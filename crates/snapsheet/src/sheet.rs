//! The bottom sheet controller.

use crate::backdrop::{backdrop_height, BackdropFill};
use crate::callbacks::SheetCallbacks;
use crate::config::{validate_snap_points, SheetConfig};
use crate::error::SheetConfigError;
use crate::host::SheetHost;
use snapsheet_animation::{AnimationSpec, HeightTransition};
use snapsheet_core::{
    DragStart, GestureTracker, PointerEvent, PointerEventKind, RubberBand, SnapPointManager,
    Viewport,
};

/// A draggable sheet anchored to the bottom of the viewport.
///
/// All input is pushed in by the host with explicit millisecond timestamps:
/// content and viewport measurements, pointer events and animation frames.
/// While a drag is active heights are applied immediately; once released the
/// sheet settles with an eased transition driven by [`BottomSheet::tick`].
pub struct BottomSheet<H: SheetHost> {
    host: H,
    snaps: SnapPointManager,
    tracker: GestureTracker,
    callbacks: SheetCallbacks,
    backdrop: BackdropFill,
    release_settle: AnimationSpec,
    snap_settle: AnimationSpec,
    /// Last height handed to the host.
    sheet_height: Option<f32>,
    transition: Option<HeightTransition>,
}

impl<H: SheetHost> BottomSheet<H> {
    /// Validates `config`, attaches the host, records the first content
    /// measurement and settles at snap index 0 without animating.
    ///
    /// Settling at 0 fires `on_snap(0)` and `on_close` right away.
    pub fn mount(
        config: SheetConfig,
        callbacks: SheetCallbacks,
        mut host: H,
        content_height: f32,
        now_ms: u64,
    ) -> Result<Self, SheetConfigError> {
        config.validate()?;

        let snaps = SnapPointManager::new(config.snap_points).with_viewport(config.viewport);
        let tracker = GestureTracker::new()
            .with_rubber_band(RubberBand::new(config.rubber_band_factor))
            .with_velocity_threshold(config.velocity_threshold)
            .with_exclusion(config.excluded_region);

        host.attach(&config.backdrop);

        let mut sheet = Self {
            host,
            snaps,
            tracker,
            callbacks,
            backdrop: config.backdrop,
            release_settle: config.release_settle,
            snap_settle: config.snap_settle,
            sheet_height: None,
            transition: None,
        };
        sheet.snaps.update_content_height(content_height);
        sheet.update_backdrop();
        sheet.settle(0, None, now_ms);

        log::debug!(
            "sheet mounted with snap points {:?}",
            sheet.snaps.snap_points()
        );
        Ok(sheet)
    }

    /// Routes a pointer event. Returns `true` when the sheet claimed the
    /// event, in which case the host should suppress its default handling
    /// (text selection, page scroll).
    pub fn handle_pointer(&mut self, event: &PointerEvent) -> bool {
        let now_ms = event.uptime_ms;
        let claimed = match event.kind {
            PointerEventKind::Down => {
                let start_height = self.displayed_height(now_ms);
                match self
                    .tracker
                    .on_interaction_start(event.y, event.target, start_height, now_ms)
                {
                    DragStart::Began => {
                        self.transition = None;
                        true
                    }
                    DragStart::Excluded => false,
                }
            }
            PointerEventKind::Move => {
                match self.tracker.on_interaction_move(event.y, now_ms, &self.snaps) {
                    Some(height) => {
                        self.apply_height(height);
                        true
                    }
                    None => false,
                }
            }
            PointerEventKind::Up => {
                let target = self.tracker.on_interaction_end(&self.snaps);
                self.settle_after_drag(target, now_ms)
            }
            PointerEventKind::Cancel => {
                let target = self.tracker.cancel(&self.snaps);
                self.settle_after_drag(target, now_ms)
            }
        };

        if claimed {
            event.consume();
        }
        claimed
    }

    /// Aborts an active drag whose terminal event will never arrive and
    /// settles from the last dragged height. Returns whether a drag was
    /// active.
    pub fn cancel_drag(&mut self, now_ms: u64) -> bool {
        let target = self.tracker.cancel(&self.snaps);
        self.settle_after_drag(target, now_ms)
    }

    /// Records a new content measurement.
    ///
    /// When the snap set changes and no drag is active the sheet moves to the
    /// (possibly reset) current snap height; no callbacks fire for reflows.
    pub fn update_content_height(&mut self, height: f32, now_ms: u64) -> bool {
        if !self.snaps.update_content_height(height) {
            return false;
        }
        if !self.tracker.is_dragging() {
            if let Some(target) = self.snaps.current_height() {
                self.animate_to(target, self.snap_settle, now_ms);
            }
        }
        self.update_backdrop();
        true
    }

    /// Records new viewport measurements and re-settles at the current snap
    /// index, firing callbacks as a settle does.
    pub fn update_viewport(&mut self, viewport: Viewport, now_ms: u64) {
        self.snaps.update_viewport(viewport);
        if !self.tracker.is_dragging() {
            self.settle(self.snaps.current_snap(), Some(self.snap_settle), now_ms);
        }
    }

    /// Replaces the caller-supplied snap points and settles at index 0.
    pub fn set_snap_points(
        &mut self,
        snap_points: Option<Vec<f32>>,
        now_ms: u64,
    ) -> Result<(), SheetConfigError> {
        if let Some(points) = &snap_points {
            validate_snap_points(points)?;
        }
        self.snaps.set_base_snap_points(snap_points);
        if !self.tracker.is_dragging() {
            self.settle(0, Some(self.snap_settle), now_ms);
        }
        Ok(())
    }

    /// Animates to `index`. Out-of-range indices and requests arriving while
    /// a drag is active are ignored and return `false`.
    pub fn snap_to(&mut self, index: usize, now_ms: u64) -> bool {
        if index >= self.snaps.len() {
            return false;
        }
        if self.tracker.is_dragging() {
            log::debug!("ignoring snap to {index} during a drag");
            return false;
        }
        self.settle(index, Some(self.snap_settle), now_ms);
        true
    }

    /// Advances the settle animation to frame time `now_ms`. Returns whether
    /// another frame is needed.
    pub fn tick(&mut self, now_ms: u64) -> bool {
        let Some(transition) = self.transition else {
            return false;
        };

        let finished = transition.is_finished(now_ms);
        self.apply_height(transition.sample(now_ms));
        if finished {
            self.transition = None;
            false
        } else {
            self.host.request_frame();
            true
        }
    }

    /// Detaches from the host and hands it back.
    pub fn destroy(self) -> H {
        let BottomSheet {
            mut host, tracker, ..
        } = self;
        if tracker.is_dragging() {
            log::debug!("sheet destroyed mid-drag");
        }
        host.detach();
        host
    }

    pub fn snap_points(&self) -> &[f32] {
        self.snaps.snap_points()
    }

    pub fn current_snap(&self) -> usize {
        self.snaps.current_snap()
    }

    pub fn content_height(&self) -> f32 {
        self.snaps.content_height()
    }

    /// Last height handed to the host.
    pub fn sheet_height(&self) -> Option<f32> {
        self.sheet_height
    }

    pub fn is_dragging(&self) -> bool {
        self.tracker.is_dragging()
    }

    pub fn is_animating(&self) -> bool {
        self.transition.is_some()
    }

    pub fn backdrop(&self) -> &BackdropFill {
        &self.backdrop
    }

    pub fn host(&self) -> &H {
        &self.host
    }

    pub fn host_mut(&mut self) -> &mut H {
        &mut self.host
    }

    /// Height the sheet shows at `now_ms`, including an in-flight settle.
    fn displayed_height(&self, now_ms: u64) -> f32 {
        match &self.transition {
            Some(transition) => transition.sample(now_ms),
            None => self.sheet_height.or_else(|| self.snaps.snap_height(0)).unwrap_or(0.0),
        }
    }

    fn settle_after_drag(&mut self, target: Option<usize>, now_ms: u64) -> bool {
        match target {
            Some(index) => {
                self.settle(index, Some(self.release_settle), now_ms);
                true
            }
            None => false,
        }
    }

    /// Makes `index` current, moves there and fires the settle callbacks.
    fn settle(&mut self, index: usize, animation: Option<AnimationSpec>, now_ms: u64) {
        self.snaps.set_current_snap(index);
        let Some(target) = self.snaps.snap_height(index) else {
            return;
        };

        match animation {
            Some(spec) => self.animate_to(target, spec, now_ms),
            None => {
                self.transition = None;
                self.apply_height(target);
            }
        }

        log::debug!("settled at snap {index} ({target}px)");
        self.callbacks.notify_settled(index, self.snaps.len());
    }

    fn animate_to(&mut self, target: f32, spec: AnimationSpec, now_ms: u64) {
        match self.transition.as_mut() {
            Some(transition) => transition.retarget(now_ms, target, spec),
            None => {
                let from = self.displayed_height(now_ms);
                self.transition = Some(HeightTransition::new(from, target, now_ms, spec));
            }
        }
        self.host.request_frame();
    }

    fn apply_height(&mut self, height: f32) {
        self.sheet_height = Some(height);
        self.host.set_sheet_height(height);
        self.update_backdrop();
    }

    fn update_backdrop(&mut self) {
        let sheet = self
            .sheet_height
            .or_else(|| self.snaps.snap_height(0))
            .unwrap_or(0.0);
        self.host
            .set_backdrop_height(backdrop_height(sheet, self.snaps.content_height()));
    }
}

impl<H: SheetHost + std::fmt::Debug> std::fmt::Debug for BottomSheet<H> {
    fn fmt(&self, f: &mut std::fmt::Formatter<'_>) -> std::fmt::Result {
        f.debug_struct("BottomSheet")
            .field("host", &self.host)
            .field("snaps", &self.snaps)
            .field("tracker", &self.tracker)
            .field("sheet_height", &self.sheet_height)
            .field("transition", &self.transition)
            .finish()
    }
}

#[cfg(test)]
#[path = "tests/sheet_tests.rs"]
mod tests;
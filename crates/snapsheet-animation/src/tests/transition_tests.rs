use super::*;

#[test]
fn samples_start_and_end_heights() {
    let transition = HeightTransition::new(100.0, 600.0, 1_000, AnimationSpec::ease_out(200));
    assert_eq!(transition.sample(1_000), 100.0);
    assert_eq!(transition.sample(900), 100.0);
    assert_eq!(transition.sample(1_200), 600.0);
    assert_eq!(transition.sample(5_000), 600.0);
}

#[test]
fn finishes_after_duration() {
    let transition = HeightTransition::new(0.0, 10.0, 0, AnimationSpec::ease_out(200));
    assert!(!transition.is_finished(199));
    assert!(transition.is_finished(200));
}

#[test]
fn ease_out_moves_fast_first() {
    let transition = HeightTransition::new(0.0, 100.0, 0, AnimationSpec::ease_out(200));
    let quarter = transition.sample(50);
    assert!(quarter > 25.0, "ease-out should lead linear, got {quarter}");
    assert!(quarter < 100.0);
}

#[test]
fn shrinking_transition_interpolates_downward() {
    let transition = HeightTransition::new(600.0, 100.0, 0, AnimationSpec::tween(100, Easing::Linear));
    assert_eq!(transition.sample(50), 350.0);
}

#[test]
fn delay_holds_the_start_value() {
    let spec = AnimationSpec::tween(100, Easing::Linear).with_delay(50);
    let transition = HeightTransition::new(0.0, 100.0, 0, spec);
    assert_eq!(transition.sample(40), 0.0);
    assert_eq!(transition.sample(100), 50.0);
    assert!(!transition.is_finished(120));
    assert!(transition.is_finished(150));
}

#[test]
fn zero_duration_jumps() {
    let transition = HeightTransition::new(10.0, 20.0, 5, AnimationSpec::ease_out(0));
    assert_eq!(transition.sample(5), 20.0);
    assert!(transition.is_finished(5));
}

#[test]
fn retarget_continues_from_current_height() {
    let mut transition =
        HeightTransition::new(0.0, 100.0, 0, AnimationSpec::tween(100, Easing::Linear));
    transition.retarget(50, 0.0, AnimationSpec::tween(100, Easing::Linear));
    assert_eq!(transition.start_height(), 50.0);
    assert_eq!(transition.target(), 0.0);
    assert_eq!(transition.sample(100), 25.0);
}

» Your task: Would you show each line of the material above that contains the string "filename"?

» Solution to the problem:
filename crates/snapsheet/src/sheet.rs
filename crates/snapsheet-animation/src/tests/transition_tests.rs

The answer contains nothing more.